■ Problem statement:
Find each line of the entries with the string "CloudClient", please, and copy it.

■ Exercise data:
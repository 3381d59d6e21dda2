//! Background upload of game state.
//!
//! The queue holds a single slot. Each push overwrites it, and one worker
//! task uploads whatever is in the slot when it gets to it, so a burst of
//! mutations collapses into one upload of the newest state and uploads
//! never interleave.

use std::sync::atomic::{AtomicBool, AtomicU64, Ordering};
use std::sync::Arc;
use std::time::Duration;

use chrono::{DateTime, SecondsFormat, Utc};
use parking_lot::Mutex;
use tokio::sync::{watch, Notify};
use tokio::task::JoinHandle;

use crate::cloud::client::CloudClient;
use crate::cloud::error::CloudError;
use crate::cloud::rows::{ProgressRow, RewardsRow};
use crate::game::{GameState, SyncSink};

/// Everything uploaded for one player in one round.
#[derive(Debug, Clone, PartialEq, Eq)]
pub struct SyncPayload {
    pub player_id: String,
    pub progress: Vec<ProgressRow>,
    pub rewards: RewardsRow,
}

impl SyncPayload {
    /// `None` until the player has a remote identity.
    pub fn from_state(state: &GameState) -> Option<Self> {
        let player_id = state.player.player_id.as_deref()?;
        let updated_at = Utc::now().to_rfc3339_opts(SecondsFormat::Millis, true);

        let progress = state
            .progress
            .iter()
            .map(|(id, p)| ProgressRow::from_progress(player_id, id, p, &updated_at))
            .collect();

        Some(Self {
            player_id: player_id.to_string(),
            progress,
            rewards: RewardsRow::from_state(player_id, state, &updated_at),
        })
    }
}

/// Shared view of the worker's progress.
#[derive(Debug, Default)]
pub struct SyncStatus {
    syncing: AtomicBool,
    requested: AtomicU64,
    completed: AtomicU64,
    failures: AtomicU64,
    last_synced_at: Mutex<Option<DateTime<Utc>>>,
    notify: Notify,
}

impl SyncStatus {
    pub fn is_syncing(&self) -> bool {
        self.syncing.load(Ordering::SeqCst)
    }

    pub fn last_synced_at(&self) -> Option<DateTime<Utc>> {
        *self.last_synced_at.lock()
    }

    pub fn failure_count(&self) -> u64 {
        self.failures.load(Ordering::SeqCst)
    }

    /// Pushes not yet handled by the worker.
    pub fn has_pending(&self) -> bool {
        self.completed.load(Ordering::SeqCst) < self.requested.load(Ordering::SeqCst)
    }
}

type Slot = Option<(u64, SyncPayload)>;

/// Handle to the single-slot sync queue. Cheap to clone.
#[derive(Clone)]
pub struct SyncQueue {
    tx: Arc<watch::Sender<Slot>>,
    status: Arc<SyncStatus>,
}

impl SyncQueue {
    /// Start the worker on the current tokio runtime.
    ///
    /// The worker exits once every queue handle is dropped and the last
    /// payload has been handled.
    pub fn spawn(client: CloudClient) -> (Self, JoinHandle<()>) {
        let (tx, rx) = watch::channel(None);
        let status = Arc::new(SyncStatus::default());
        let handle = tokio::spawn(run_worker(client, rx, status.clone()));
        (
            Self {
                tx: Arc::new(tx),
                status,
            },
            handle,
        )
    }

    /// Replace whatever is waiting with `payload`. Never blocks.
    pub fn push_payload(&self, payload: SyncPayload) {
        let status = &self.status;
        self.tx.send_modify(|slot| {
            let seq = status.requested.fetch_add(1, Ordering::SeqCst) + 1;
            *slot = Some((seq, payload));
        });
    }

    pub fn status(&self) -> Arc<SyncStatus> {
        self.status.clone()
    }

    /// Wait until every payload pushed so far has been handled.
    ///
    /// Returns `false` on timeout.
    pub async fn flush(&self, timeout: Duration) -> bool {
        let target = self.status.requested.load(Ordering::SeqCst);
        let status = &self.status;

        let wait = async {
            loop {
                let notified = status.notify.notified();
                if status.completed.load(Ordering::SeqCst) >= target {
                    return;
                }
                notified.await;
            }
        };
        tokio::time::timeout(timeout, wait).await.is_ok()
    }
}

impl SyncSink for SyncQueue {
    fn push(&self, state: &GameState) {
        match SyncPayload::from_state(state) {
            Some(payload) => self.push_payload(payload),
            None => tracing::trace!("No player id yet, skipping sync"),
        }
    }
}

async fn run_worker(client: CloudClient, mut rx: watch::Receiver<Slot>, status: Arc<SyncStatus>) {
    while rx.changed().await.is_ok() {
        let slot = rx.borrow_and_update().clone();
        let Some((seq, payload)) = slot else {
            continue;
        };

        status.syncing.store(true, Ordering::SeqCst);
        match upload(&client, &payload).await {
            Ok(()) => {
                *status.last_synced_at.lock() = Some(Utc::now());
                tracing::debug!(player_id = %payload.player_id, seq, "Synced to cloud");
            }
            Err(e) => {
                status.failures.fetch_add(1, Ordering::SeqCst);
                tracing::warn!(player_id = %payload.player_id, error = %e, "Cloud sync failed");
            }
        }
        status.syncing.store(false, Ordering::SeqCst);
        status.completed.fetch_max(seq, Ordering::SeqCst);
        status.notify.notify_waiters();
    }
    tracing::debug!("Sync worker stopped");
}

/// One progress upsert for all lessons, then the aggregate rewards row.
async fn upload(client: &CloudClient, payload: &SyncPayload) -> Result<(), CloudError> {
    client.upsert_progress(&payload.progress).await?;
    client.upsert_rewards(&payload.rewards).await
}

#[cfg(test)]
mod tests {
    use super::*;

    #[test]
    fn payload_needs_player_id() {
        let mut state = GameState::default();
        assert!(SyncPayload::from_state(&state).is_none());

        state.player.player_id = Some("p1".to_string());
        state.rewards.stars = 4;
        let payload = SyncPayload::from_state(&state).unwrap();
        assert_eq!(payload.progress.len(), state.progress.len());
        assert!(payload.progress.iter().all(|r| r.player_id == "p1"));
        assert_eq!(payload.rewards.stars, Some(4));
    }
}
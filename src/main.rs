use std::path::PathBuf;

use anyhow::{Context, Result};
use clap::{Parser, Subcommand};
use phonics_garden::config::Config;
use phonics_garden::game::SyncSink;
use phonics_garden::logging::{init_tracing, LogMode};
use phonics_garden::speech::SpeechServer;

mod cli;

use cli::{play, report, App};

#[derive(Parser)]
#[command(name = "phonics")]
#[command(about = "Phonics Garden - learn the sh, ch, th, wh and ck sounds")]
#[command(version)]
struct Cli {
    /// Path to the config file (defaults to <config_dir>/phonics-garden/config.toml)
    #[arg(short, long, global = true)]
    config: Option<PathBuf>,

    #[command(subcommand)]
    command: Commands,
}

#[derive(Subcommand)]
enum Commands {
    /// List lessons and their progress
    Lessons,

    /// Show rewards, streak and today's play time
    Status,

    /// Make a lesson the current one
    Select { lesson: String },

    /// Play a lesson's introduction
    Intro {
        lesson: String,
        /// Narrate through the speech proxy
        #[arg(long)]
        speak: bool,
    },

    /// Walk through a lesson's words (+1 star)
    Explore {
        lesson: String,
        #[arg(long)]
        speak: bool,
    },

    /// Record one practice answer
    Practice {
        lesson: String,
        /// Record a wrong answer instead of a correct one
        #[arg(long)]
        wrong: bool,
    },

    /// Sound hunt: find the letters that make the sound
    Hunt {
        #[arg(long, default_value_t = 10)]
        rounds: u32,
        #[arg(long)]
        speak: bool,
    },

    /// Picture match: find the picture with the sound
    Match {
        #[arg(long, default_value_t = 10)]
        rounds: u32,
    },

    /// Start or end a timed play session
    Session {
        #[command(subcommand)]
        action: SessionAction,
    },

    /// Trade a finished streak for ice cream
    Redeem,

    /// Clear lesson progress and rewards (the streak is kept)
    Reset {
        /// Skip the confirmation prompt
        #[arg(long)]
        yes: bool,
    },

    /// Upload local state to the cloud now
    Sync {
        /// Merge the cloud copy into local state first
        #[arg(long)]
        pull: bool,
    },

    /// Speak text through the proxy, falling back to the local voice
    Say {
        text: String,
        /// Where to write the audio clip
        #[arg(long)]
        out: Option<PathBuf>,
    },

    /// Run the text-to-speech proxy server
    Serve {
        /// Override speech.bind_addr
        #[arg(long)]
        bind: Option<String>,
    },
}

#[derive(Subcommand)]
enum SessionAction {
    Start,
    End,
}

#[tokio::main]
async fn main() -> Result<()> {
    let cli = Cli::parse();

    let mode = match cli.command {
        Commands::Serve { .. } => LogMode::Server,
        _ => LogMode::Quiet,
    };
    init_tracing(mode);

    let config = match &cli.config {
        Some(path) => Config::load_from(path),
        None => Config::load(),
    }
    .context("Failed to load configuration")?;

    match cli.command {
        Commands::Serve { bind } => serve(&config, bind).await,
        command => {
            let app = App::open(config).await?;
            run(&app, command).await?;
            app.finish().await;
            Ok(())
        }
    }
}

async fn run(app: &App, command: Commands) -> Result<()> {
    let store = &app.store;
    match command {
        Commands::Lessons => report::print_lessons(&store.snapshot()),
        Commands::Status => {
            let status = app.cloud.as_ref().map(|c| c.queue.status());
            report::print_status(&store.snapshot(), status.as_deref());
        }
        Commands::Select { lesson } => {
            let lesson = play::lesson(&lesson)?;
            store.select_lesson(lesson.id);
            println!("Current lesson: {}", lesson.letters);
        }
        Commands::Intro { lesson, speak } => play::intro(app, &lesson, speak).await?,
        Commands::Explore { lesson, speak } => play::explore(app, &lesson, speak).await?,
        Commands::Practice { lesson, wrong } => {
            let lesson = play::lesson(&lesson)?;
            let state = store.record_practice_attempt(lesson.id, !wrong);
            if let Some(progress) = state.lesson(lesson.id) {
                println!(
                    "{}: {}/{} correct{}",
                    lesson.letters,
                    progress.practice_correct,
                    progress.practice_attempts,
                    if progress.mastered { " (mastered)" } else { "" }
                );
            }
        }
        Commands::Hunt { rounds, speak } => play::hunt(app, rounds, speak).await?,
        Commands::Match { rounds } => play::picture_match(app, rounds).await?,
        Commands::Session { action } => {
            let state = match action {
                SessionAction::Start => store.start_session(),
                SessionAction::End => store.end_session(),
            };
            let played = state.timer.today_play_seconds;
            println!(
                "Played today: {}m {}s. Streak: {}",
                played / 60,
                played % 60,
                state.streak.phase().label()
            );
        }
        Commands::Redeem => {
            let before = store.snapshot();
            let after = store.redeem_ice_cream();
            if after != before {
                println!("🍦 Enjoy your ice cream!");
            } else {
                println!(
                    "Not yet! {} more day(s) to go.",
                    after.streak.days_until_treat()
                );
            }
        }
        Commands::Reset { yes } => {
            if !yes {
                println!("This clears all lesson progress, stars and stickers. Re-run with --yes.");
                return Ok(());
            }
            store.reset_progress();
            println!("Progress reset.");
        }
        Commands::Sync { pull } => {
            let Some(cloud) = &app.cloud else {
                anyhow::bail!("Cloud sync is not configured (set [cloud] url and anon_key)");
            };
            let player_id = cloud.sync.try_initialize_player(store).await?;
            if pull {
                cloud.sync.try_load_from_cloud(store).await?;
            }
            cloud.queue.push(&store.snapshot());
            println!("Syncing player {player_id}...");
        }
        Commands::Say { text, out } => {
            let out = out.unwrap_or_else(cli::default_clip_path);
            play::say(app, &text, &out).await?;
        }
        Commands::Serve { bind } => serve(&app.config, bind).await?,
    }
    Ok(())
}

async fn serve(config: &Config, bind: Option<String>) -> Result<()> {
    let mut server = SpeechServer::new(&config.speech)?;
    let bind_addr = bind.unwrap_or_else(|| config.speech.bind_addr.clone());
    let addr = server.try_bind(&bind_addr).await?;
    println!("Speech proxy listening on http://{addr}");
    server.run().await?;
    Ok(())
}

■ Result below:
use crate::cloud::client::CloudClient;
    pub fn spawn(client: CloudClient) -> (Self, JoinHandle<()>) {
async fn run_worker(client: CloudClient, mut rx: watch::Receiver<Slot>, status: Arc<SyncStatus>) {
async fn upload(client: &CloudClient, payload: &SyncPayload) -> Result<(), CloudError> {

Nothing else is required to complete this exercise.